Por essa manifestação antirracista – pacífica, repita-se – o vereador Renato Freitas (PT) está sendo processado pela Câmara de Vereadores com risco de ter seu mandato cassado e seus direitos políticos suspensos. Após a missa, Renato e os demais manifestantes entraram na igreja, pois pediam justiça pela vida de Moisë e Durval e, principalmente, a proteção da vida do povo negro. A própria Arquidiocese de Curitiba se manifestou explicitamente dizendo que não houve prática de atos violentos e requerendo que a Câmara evitasse a cassação.

Mas a maioria da Comissão de Ética votou pela cassação demonstrando que o “crime” de Renato Freitas está na coragem de existir como negro, de ocupar espaços públicos, de lutar pelo povo periférico e de colocar a luta antirracista no centro de suas pautas. Renato Freitas pode ser cassado porque, ao lançar-se nesses moldes, desvela a real intenção de seus algozes, ou seja, coloca a nu que a maioria de seus colegas de Parlamento só querem garantir privilégios para si e para os seus, jamais transformar a sociedade num espaço democrático que garanta as liberdades fundamentais.

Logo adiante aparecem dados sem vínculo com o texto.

use crate::error::LinkError;
use crate::traversal::{InOrder, PostOrder, PreOrder};
use std::cell::{Ref, RefCell};
use std::fmt;
use std::mem;
use std::rc::{Rc, Weak};
use tracing::{debug, trace};

type NodePtr<T> = Rc<RefCell<Node<T>>>;

type Link<T> = Option<NodePtr<T>>;

struct Node<T> {
    value: T,
    height: usize,
    size: usize,
    parent: Weak<RefCell<Node<T>>>,
    left: Link<T>,
    right: Link<T>,
}

#[derive(Clone, Copy, Debug, PartialEq, Eq)]
enum Side {
    Left,
    Right,
}

/// Shared handle to a node of a binary tree.
///
/// Every node caches the height and size of the subtree rooted at it. The
/// mutation operations (`set_left_child`, `set_right_child`,
/// `cut_off_parent`) keep those caches correct for the node and all of its
/// ancestors before they return.
///
/// A node owns its children; the link back to the parent is weak. Cloning a
/// handle does not copy the node, compare handles with [`TreeNode::ptr_eq`].
pub struct TreeNode<T> {
    ptr: NodePtr<T>,
}

impl<T> TreeNode<T> {
    /// Creates a detached leaf: no parent, no children, height 0, size 1.
    pub fn new(value: T) -> Self {
        TreeNode {
            ptr: Rc::new(RefCell::new(Node {
                value,
                height: 0,
                size: 1,
                parent: Weak::new(),
                left: None,
                right: None,
            })),
        }
    }

    /// Borrows the payload.
    ///
    /// The borrow must be released before mutating the node.
    pub fn value(&self) -> Ref<'_, T> {
        Ref::map(self.ptr.borrow(), |node| &node.value)
    }

    /// Replaces the payload and returns the old one. Metrics are untouched.
    pub fn set_value(&self, value: T) -> T {
        mem::replace(&mut self.ptr.borrow_mut().value, value)
    }

    pub fn has_parent(&self) -> bool {
        self.parent().is_some()
    }

    pub fn parent(&self) -> Option<TreeNode<T>> {
        self.ptr.borrow().parent.upgrade().map(|ptr| TreeNode { ptr })
    }

    pub fn has_left_child(&self) -> bool {
        self.ptr.borrow().left.is_some()
    }

    pub fn has_right_child(&self) -> bool {
        self.ptr.borrow().right.is_some()
    }

    pub fn left_child(&self) -> Option<TreeNode<T>> {
        self.child(Side::Left)
    }

    pub fn right_child(&self) -> Option<TreeNode<T>> {
        self.child(Side::Right)
    }

    /// Installs `child` in the left slot and returns the node that was there.
    ///
    /// The previous left child is detached first. If `child` already has a
    /// parent (possibly this very node) it is cut off from it before being
    /// installed, so a node can be moved anywhere in one call. Passing `None`
    /// just clears the slot.
    ///
    /// # Panics
    ///
    /// Panics if `child` is this node or one of its ancestors. Use
    /// [`TreeNode::try_set_left_child`] to get an error instead.
    pub fn set_left_child(&self, child: Option<TreeNode<T>>) -> Option<TreeNode<T>> {
        match self.set_child(Side::Left, child) {
            Ok(previous) => previous,
            Err(err) => panic!("cannot set left child: {err}"),
        }
    }

    /// Same as [`TreeNode::set_left_child`] for the right slot.
    ///
    /// # Panics
    ///
    /// Panics if `child` is this node or one of its ancestors.
    pub fn set_right_child(&self, child: Option<TreeNode<T>>) -> Option<TreeNode<T>> {
        match self.set_child(Side::Right, child) {
            Ok(previous) => previous,
            Err(err) => panic!("cannot set right child: {err}"),
        }
    }

    /// Fallible [`TreeNode::set_left_child`]. On error nothing is modified.
    pub fn try_set_left_child(
        &self,
        child: Option<TreeNode<T>>,
    ) -> Result<Option<TreeNode<T>>, LinkError> {
        self.set_child(Side::Left, child)
    }

    /// Fallible [`TreeNode::set_right_child`]. On error nothing is modified.
    pub fn try_set_right_child(
        &self,
        child: Option<TreeNode<T>>,
    ) -> Result<Option<TreeNode<T>>, LinkError> {
        self.set_child(Side::Right, child)
    }

    /// Severs this node from its parent.
    ///
    /// The former parent and its ancestors get their metrics recomputed. The
    /// subtree rooted here keeps its own metrics. No-op without a parent.
    pub fn cut_off_parent(&self) {
        let parent = self.ptr.borrow().parent.upgrade();
        let Some(parent) = parent else {
            return;
        };

        self.ptr.borrow_mut().parent = Weak::new();
        {
            let mut parent_node = parent.borrow_mut();
            if eq_link_and_ptr(&parent_node.left, &self.ptr) {
                parent_node.left = None;
            } else if eq_link_and_ptr(&parent_node.right, &self.ptr) {
                parent_node.right = None;
            } else {
                debug_assert!(false, "parent does not hold the node as a child");
            }
        }
        debug!(size = self.size(), "cut subtree off its parent");
        update_ancestor_metrics(parent);
    }

    pub fn is_leaf(&self) -> bool {
        let node = self.ptr.borrow();
        node.left.is_none() && node.right.is_none()
    }

    /// True when the node has no parent.
    pub fn is_root(&self) -> bool {
        !self.has_parent()
    }

    pub fn is_left_child(&self) -> bool {
        self.side() == Some(Side::Left)
    }

    pub fn is_right_child(&self) -> bool {
        self.side() == Some(Side::Right)
    }

    /// Height of the subtree rooted here: 0 for a leaf.
    pub fn height(&self) -> usize {
        self.ptr.borrow().height
    }

    /// Number of nodes in the subtree rooted here, this node included.
    pub fn size(&self) -> usize {
        self.ptr.borrow().size
    }

    /// Number of edges between this node and its topmost ancestor.
    pub fn depth(&self) -> usize {
        let mut depth = 0;
        let mut cur = self.ptr.borrow().parent.upgrade();
        while let Some(ptr) = cur {
            depth += 1;
            cur = ptr.borrow().parent.upgrade();
        }
        depth
    }

    /// Topmost ancestor, or this node if it has no parent.
    pub fn root(&self) -> TreeNode<T> {
        let mut root = Rc::clone(&self.ptr);
        loop {
            let parent = root.borrow().parent.upgrade();
            match parent {
                Some(parent) => root = parent,
                None => return TreeNode { ptr: root },
            }
        }
    }

    /// True if both handles refer to the same node.
    pub fn ptr_eq(&self, other: &TreeNode<T>) -> bool {
        Rc::ptr_eq(&self.ptr, &other.ptr)
    }

    pub fn pre_order(&self) -> PreOrder<T> {
        PreOrder::new(Some(self.clone()))
    }

    pub fn in_order(&self) -> InOrder<T> {
        InOrder::new(Some(self.clone()))
    }

    pub fn post_order(&self) -> PostOrder<T> {
        PostOrder::new(Some(self.clone()))
    }

    fn child(&self, side: Side) -> Option<TreeNode<T>> {
        let node = self.ptr.borrow();
        node.slot(side).as_ref().map(|ptr| TreeNode {
            ptr: Rc::clone(ptr),
        })
    }

    fn side(&self) -> Option<Side> {
        let parent = self.ptr.borrow().parent.upgrade()?;
        let parent_node = parent.borrow();
        if eq_link_and_ptr(&parent_node.left, &self.ptr) {
            Some(Side::Left)
        } else if eq_link_and_ptr(&parent_node.right, &self.ptr) {
            Some(Side::Right)
        } else {
            None
        }
    }

    fn is_self_or_ancestor(&self, candidate: &TreeNode<T>) -> bool {
        let mut cur = Some(Rc::clone(&self.ptr));
        while let Some(ptr) = cur {
            if Rc::ptr_eq(&ptr, &candidate.ptr) {
                return true;
            }
            cur = ptr.borrow().parent.upgrade();
        }
        false
    }

    fn set_child(
        &self,
        side: Side,
        child: Option<TreeNode<T>>,
    ) -> Result<Option<TreeNode<T>>, LinkError> {
        if let Some(child) = &child {
            if self.is_self_or_ancestor(child) {
                return Err(LinkError::WouldCycle);
            }
        }

        let previous = self.ptr.borrow_mut().slot_mut(side).take();
        if let Some(previous_ptr) = &previous {
            previous_ptr.borrow_mut().parent = Weak::new();
            debug!(?side, "detached previous child");
            update_ancestor_metrics(Rc::clone(&self.ptr));
        }

        if let Some(child) = child {
            // moving a node: leave its old parent consistent before attaching
            child.cut_off_parent();
            child.ptr.borrow_mut().parent = Rc::downgrade(&self.ptr);
            *self.ptr.borrow_mut().slot_mut(side) = Some(Rc::clone(&child.ptr));
            debug!(?side, size = child.size(), "attached child");
            update_ancestor_metrics(Rc::clone(&self.ptr));
        }

        Ok(previous.map(|ptr| TreeNode { ptr }))
    }
}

O cenário de perseguição política a Renato Freitas é um claro sintoma da manifestação da racialidade branca na Câmara de Curitiba e é assim, como já nos ensinou Cida Bento, que a branquitude, enquanto elemento subjetivo, impacta nas ações dos parlamentares em prol da manutenção da estrutura desigual de poder. É como se houvesse um pacto entre os brancos, portanto, um acordo entre os vereadores, que negam os problemas de natureza racial, usam da velha tática do silenciamento para amordaçar aqueles que lutam por justiça social e através de suas prerrogativas preservam a hierarquia racial mantendo o povo negro longe dos espaços de poder. Merece destaque os saberes de Cida Bento quando nos alerta que “fala-se muito na herança da escravidão e nos impactos negativos para as populações negras, mas quase nunca se fala na herança escravocrata e nos seus impactos positivos para as pessoas brancas”.

O lema “o sul é o meu país” denota o caráter predominante desse região, qual seja, xenofobia calcada na defesa de uma branquitude perversa. Estima-se que 19 mil haitianos vivem no estado do Paraná, evidenciando que tem sido um dos destinos mais procurados por eles. Portanto, o ato político no qual Renato Freitas participou era pela vida de Moisë e Durval assim como pela dignidade desses inúmeros imigrantes.

A luta antirracista impõe a transformação social e isso, definitivamente, mexe com os interesses de muitos que só almejam a manutenção da ordem – classista, racista e machista – a marca da República de Curitiba (sic). No entanto, adverte-se, essa é uma luta que vem de longe e vai continuar. Eles tentam nos enterrar, mas esquecem que somos sementes.

Por Juliana Leme Faleiros, doutora e mestra em Direito Político e Econômico (Mackenzie). Especialista em Direito Constitucional (ESDC). É bacharela em Direito e em Ciência Política. Advogada, professora e membro do coletivo Terreiro Resiste; e
Renata Pallottini, advogada especialista em direito e processo penal (Mackenzie). É bacharela em Direito (Mackenzie). Atuante no combate ao racismo religioso. Diretora jurídica do coletivo Terreiro Resiste.